World Health Organization (WHO) asserts that Tehran is one of the most air polluted cities in the world. Tehran is ranked 12th among 26 megacities in terms of ambient PM10 levels. After Cairo, Tehran is the most polluted non-Asian megacity. In 2016, the annual ambient level of PM10 was estimated at 77 micrograms per cubic meter. This is almost four times the WHO’s recommended threshold of 20 micrograms per cubic meter.

According to a report by World Bank published in April 2018 there are about 4.24 million vehicles in Tehran. Cars are the largest vehicle type, with a total fleet of 3.37 million, or 80 percent of all vehicles. The second largest category, in terms of sheer numbers, are motorcycles, amounting to a total of 0.76 million, or 18 percent of total vehicles. The smallest category is heavy-duty vehicles, with a total of 0.1 million vehicles, or about 2 percent of total vehicles in the streets of Tehran.

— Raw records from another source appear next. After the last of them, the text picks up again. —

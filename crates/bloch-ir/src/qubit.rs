//! Qubit identifiers.

use serde::{Deserialize, Serialize};
use std::fmt;

/// Unique identifier for a qubit within a circuit.
#[derive(Debug, Clone, Copy, PartialEq, Eq, Hash, Serialize, Deserialize)]
pub struct QubitId(pub u32);

impl QubitId {
    /// The only qubit a Bloch circuit addresses.
    pub const ZERO: QubitId = QubitId(0);
}

impl fmt::Display for QubitId {
    fn fmt(&self, f: &mut fmt::Formatter<'_>) -> fmt::Result {
        write!(f, "q{}", self.0)
    }
}

impl From<u32> for QubitId {
    fn from(id: u32) -> Self {
        QubitId(id)
    }
}
/// Benchmark suite for support-table maintenance: the one-time rebuild
/// against incremental edit costs on a full-size map
use criterion::{black_box, criterion_group, criterion_main, BenchmarkId, Criterion};
use glam::IVec3;
use noise::{NoiseFn, Perlin};
use voxel_terrain::{GridDims, SupportGraph, VoxelColor, VoxelGrid};

fn generate_map(dims: GridDims) -> VoxelGrid {
    let mut grid = VoxelGrid::new(dims);
    let perlin = Perlin::new(99);
    for x in 0..dims.width {
        for y in 0..dims.height {
            let n = perlin.get([x as f64 * 0.02, y as f64 * 0.02]);
            let surface = ((dims.depth as f64 * 0.5 + n * 8.0) as usize).clamp(4, dims.depth - 2);
            for z in surface..dims.depth {
                grid.set(x, y, z, true, VoxelColor::DEFAULT);
            }
        }
    }
    grid
}

fn bench_rebuild(c: &mut Criterion) {
    let mut group = c.benchmark_group("support_rebuild");
    group.sample_size(20);
    for &size in &[64usize, 128, 256] {
        let dims = GridDims::new(size, size, 64);
        let grid = generate_map(dims);
        group.bench_with_input(BenchmarkId::from_parameter(size), &grid, |b, grid| {
            let mut graph = SupportGraph::new(dims);
            b.iter(|| {
                graph.rebuild(black_box(grid));
                black_box(graph.is_supported(0, 0, dims.depth - 1))
            })
        });
    }
    group.finish();
}

/// Steady-state edit cycle: blast a sphere out and place the same blocks
/// back, so every iteration sees the same terrain.
fn bench_edit_cycle(c: &mut Criterion) {
    let dims = GridDims::new(128, 128, 64);
    let grid = generate_map(dims);
    let mut graph = SupportGraph::new(dims);
    graph.rebuild(&grid);

    let mut group = c.benchmark_group("support_edit_cycle");
    for &radius in &[1i32, 2, 4] {
        let center = IVec3::new(64, 64, 40);
        let mut batch = Vec::new();
        for dx in -radius..=radius {
            for dy in -radius..=radius {
                for dz in -radius..=radius {
                    if dx * dx + dy * dy + dz * dz <= radius * radius {
                        let c = center + IVec3::new(dx, dy, dz);
                        if grid.is_solid(c.x, c.y, c.z) {
                            batch.push(c);
                        }
                    }
                }
            }
        }

        let mut grid = grid.clone();
        let mut graph = graph.clone();
        group.bench_with_input(BenchmarkId::from_parameter(radius), &batch, |b, batch| {
            b.iter(|| {
                let floating = graph.remove_blocks(&mut grid, batch);
                black_box(&floating);
                for cell in batch {
                    graph.add_block(
                        &mut grid,
                        cell.x as usize,
                        cell.y as usize,
                        cell.z as usize,
                        VoxelColor::DEFAULT,
                    );
                }
            })
        });
    }
    group.finish();
}

criterion_group!(benches, bench_rebuild, bench_edit_cycle);
criterion_main!(benches);
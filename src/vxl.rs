/// Legacy column-run map codec
///
/// The stream carries no header: dimensions are caller-supplied and the
/// columns follow in x-major order. Every column is a run of records
/// `(chunk_count:u8, top_start:u8, top_end:u8, air_start:u8)` followed by
/// the color words of the runs it describes; a zero chunk count marks the
/// last record of a column. Columns start fully solid and records carve
/// the air runs out; only surface voxels carry color words, interior
/// solids keep the default fill.
use std::io::Read;

use log::debug;

use crate::voxel::{GridDims, VoxelColor, VoxelGrid};

/// Parse failure. The grid under construction is discarded; no partially
/// built grid ever reaches the caller.
#[derive(Debug)]
pub enum VxlError {
    Io(std::io::Error),
    /// The stream ended inside a record of the given column.
    UnexpectedEof {
        column: (usize, usize),
        offset: usize,
    },
    /// A record describes spans that cannot exist in this column.
    InconsistentSpan {
        column: (usize, usize),
        offset: usize,
        detail: &'static str,
    },
    /// Bytes remain after the last column was terminated.
    TrailingData {
        consumed: usize,
        len: usize,
    },
}

impl std::fmt::Display for VxlError {
    fn fmt(&self, f: &mut std::fmt::Formatter<'_>) -> std::fmt::Result {
        match self {
            VxlError::Io(e) => write!(f, "map stream read failed: {e}"),
            VxlError::UnexpectedEof { column, offset } => write!(
                f,
                "map stream truncated at byte {} inside column ({}, {})",
                offset, column.0, column.1
            ),
            VxlError::InconsistentSpan {
                column,
                offset,
                detail,
            } => write!(
                f,
                "inconsistent span record at byte {} in column ({}, {}): {}",
                offset, column.0, column.1, detail
            ),
            VxlError::TrailingData { consumed, len } => write!(
                f,
                "{} trailing bytes after the last column ({} of {} consumed)",
                len - consumed,
                consumed,
                len
            ),
        }
    }
}

impl std::error::Error for VxlError {
    fn source(&self) -> Option<&(dyn std::error::Error + 'static)> {
        match self {
            VxlError::Io(e) => Some(e),
            _ => None,
        }
    }
}

impl From<std::io::Error> for VxlError {
    fn from(e: std::io::Error) -> Self {
        VxlError::Io(e)
    }
}

/// Read a whole map stream and parse it. Convenience wrapper over
/// `load_vxl` for `Read` sources.
pub fn read_vxl<R: Read>(mut reader: R, dims: GridDims) -> Result<VoxelGrid, VxlError> {
    let mut bytes = Vec::new();
    reader.read_to_end(&mut bytes)?;
    load_vxl(&bytes, dims)
}

/// Parse a column-run map image into a grid of the given dimensions.
///
/// Fails fast on truncated or inconsistent records; the whole stream
/// must be consumed exactly.
pub fn load_vxl(bytes: &[u8], dims: GridDims) -> Result<VoxelGrid, VxlError> {
    let mut grid = VoxelGrid::new_solid(dims);
    let depth = dims.depth;
    let mut pos = 0usize;

    for x in 0..dims.width {
        for y in 0..dims.height {
            let column = (x, y);
            // Cursor below everything already carved or colored.
            let mut z = 0usize;
            loop {
                if pos + 4 > bytes.len() {
                    return Err(VxlError::UnexpectedEof {
                        column,
                        offset: pos,
                    });
                }
                let chunk_count = bytes[pos] as usize;
                let top_start = bytes[pos + 1] as usize;
                let top_end = bytes[pos + 2] as usize; // inclusive

                if top_start > top_end + 1 {
                    return Err(VxlError::InconsistentSpan {
                        column,
                        offset: pos,
                        detail: "top span inverted",
                    });
                }
                let top_len = top_end + 1 - top_start;
                if top_start < z {
                    return Err(VxlError::InconsistentSpan {
                        column,
                        offset: pos,
                        detail: "top span overlaps a previous span",
                    });
                }
                if top_start > depth || (top_len > 0 && top_end >= depth) {
                    return Err(VxlError::InconsistentSpan {
                        column,
                        offset: pos,
                        detail: "top span outside the column",
                    });
                }

                // The air gap above the colored run.
                for air_z in z..top_start {
                    grid.set(x, y, air_z, false, VoxelColor::DEFAULT);
                }

                if pos + 4 + 4 * top_len > bytes.len() {
                    return Err(VxlError::UnexpectedEof {
                        column,
                        offset: pos,
                    });
                }
                for (i, color_z) in (top_start..top_start + top_len).enumerate() {
                    let at = pos + 4 + 4 * i;
                    let color = VoxelColor::from_stream_bytes([
                        bytes[at],
                        bytes[at + 1],
                        bytes[at + 2],
                        bytes[at + 3],
                    ]);
                    grid.set(x, y, color_z, true, color);
                }
                z = top_start + top_len;

                if chunk_count == 0 {
                    // Last record of the column; whatever remains below
                    // stays solid with the default fill.
                    pos += 4 * (top_len + 1);
                    break;
                }

                if chunk_count - 1 < top_len {
                    return Err(VxlError::InconsistentSpan {
                        column,
                        offset: pos,
                        detail: "record too short for its top span",
                    });
                }
                let bottom_len = chunk_count - 1 - top_len;

                // The bottom run length is declared here but its position
                // is anchored to the next record's air start.
                let next = pos + 4 * chunk_count;
                if next + 4 > bytes.len() {
                    return Err(VxlError::UnexpectedEof {
                        column,
                        offset: next,
                    });
                }
                let bottom_end = bytes[next + 3] as usize;
                if bottom_end > depth || bottom_end < z + bottom_len {
                    return Err(VxlError::InconsistentSpan {
                        column,
                        offset: pos,
                        detail: "bottom span outside the column",
                    });
                }
                let bottom_start = bottom_end - bottom_len;

                for (i, color_z) in (bottom_start..bottom_end).enumerate() {
                    let at = pos + 4 + 4 * (top_len + i);
                    let color = VoxelColor::from_stream_bytes([
                        bytes[at],
                        bytes[at + 1],
                        bytes[at + 2],
                        bytes[at + 3],
                    ]);
                    grid.set(x, y, color_z, true, color);
                }

                pos = next;
                z = bottom_end;
            }
        }
    }

    if pos != bytes.len() {
        return Err(VxlError::TrailingData {
            consumed: pos,
            len: bytes.len(),
        });
    }

    debug!(
        "loaded {}x{}x{} map, {} solid voxels, {} bytes",
        dims.width,
        dims.height,
        dims.depth,
        grid.solid_count(),
        bytes.len()
    );
    Ok(grid)
}

/// Serialize a grid back into the column-run layout. Only surface voxels
/// carry color words; the format never stored hidden interior colors, so
/// they are not preserved.
pub fn write_vxl(grid: &VoxelGrid) -> Vec<u8> {
    let depth = grid.depth();
    let mut out = Vec::new();

    for x in 0..grid.width() {
        for y in 0..grid.height() {
            let mut z = 0usize;
            while z < depth {
                let air_start = z;
                while z < depth && !grid.solid_at(x, y, z) {
                    z += 1;
                }

                let top_start = z;
                while z < depth && grid.is_surface(x as i32, y as i32, z as i32) {
                    z += 1;
                }
                let top_end = z; // exclusive

                // Interior solids are stored without color words.
                while z < depth
                    && grid.solid_at(x, y, z)
                    && !grid.is_surface(x as i32, y as i32, z as i32)
                {
                    z += 1;
                }

                // A surface run that stops short of the column floor is
                // this record's bottom run; one touching the floor is
                // deferred to the next record's top run.
                let bottom_start = z;
                let mut probe = z;
                while probe < depth && grid.is_surface(x as i32, y as i32, probe as i32) {
                    probe += 1;
                }
                if probe != depth {
                    z = probe;
                }
                let bottom_end = z; // exclusive

                let top_len = top_end - top_start;
                let bottom_len = bottom_end - bottom_start;

                let chunk_count = if z == depth {
                    0
                } else {
                    top_len + bottom_len + 1
                };
                out.push(chunk_count as u8);
                out.push(top_start as u8);
                out.push((top_start + top_len).wrapping_sub(1) as u8);
                out.push(air_start as u8);

                for color_z in top_start..top_end {
                    out.extend_from_slice(&grid.color_at(x, y, color_z).to_stream_bytes());
                }
                for color_z in bottom_start..bottom_end {
                    out.extend_from_slice(&grid.color_at(x, y, color_z).to_stream_bytes());
                }
            }
        }
    }

    out
}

Even though cars are the most abundant and the most congestion-causing vehicle type on the streets of the capital, they only contribute about 3 percent of the city’s mobile PM pollution. Similarly, despite motorcycles being the most pollution intensive vehicle per passenger, they only contribute to about 12 percent of the total mobile PM emissions. In turn, heavy-duty vehicles contribute about 85 percent to mobile PM emissions. Amongst heavy-duty vehicles, private sector buses (35 percent), followed by Tehran municipal buses (28 percent), and trucks (28 percent), contribute the largest shares to the pollution load. Heavy-duty vehicles mostly run on diesel, which has a much higher PM emissions factor than petroleum or natural gas.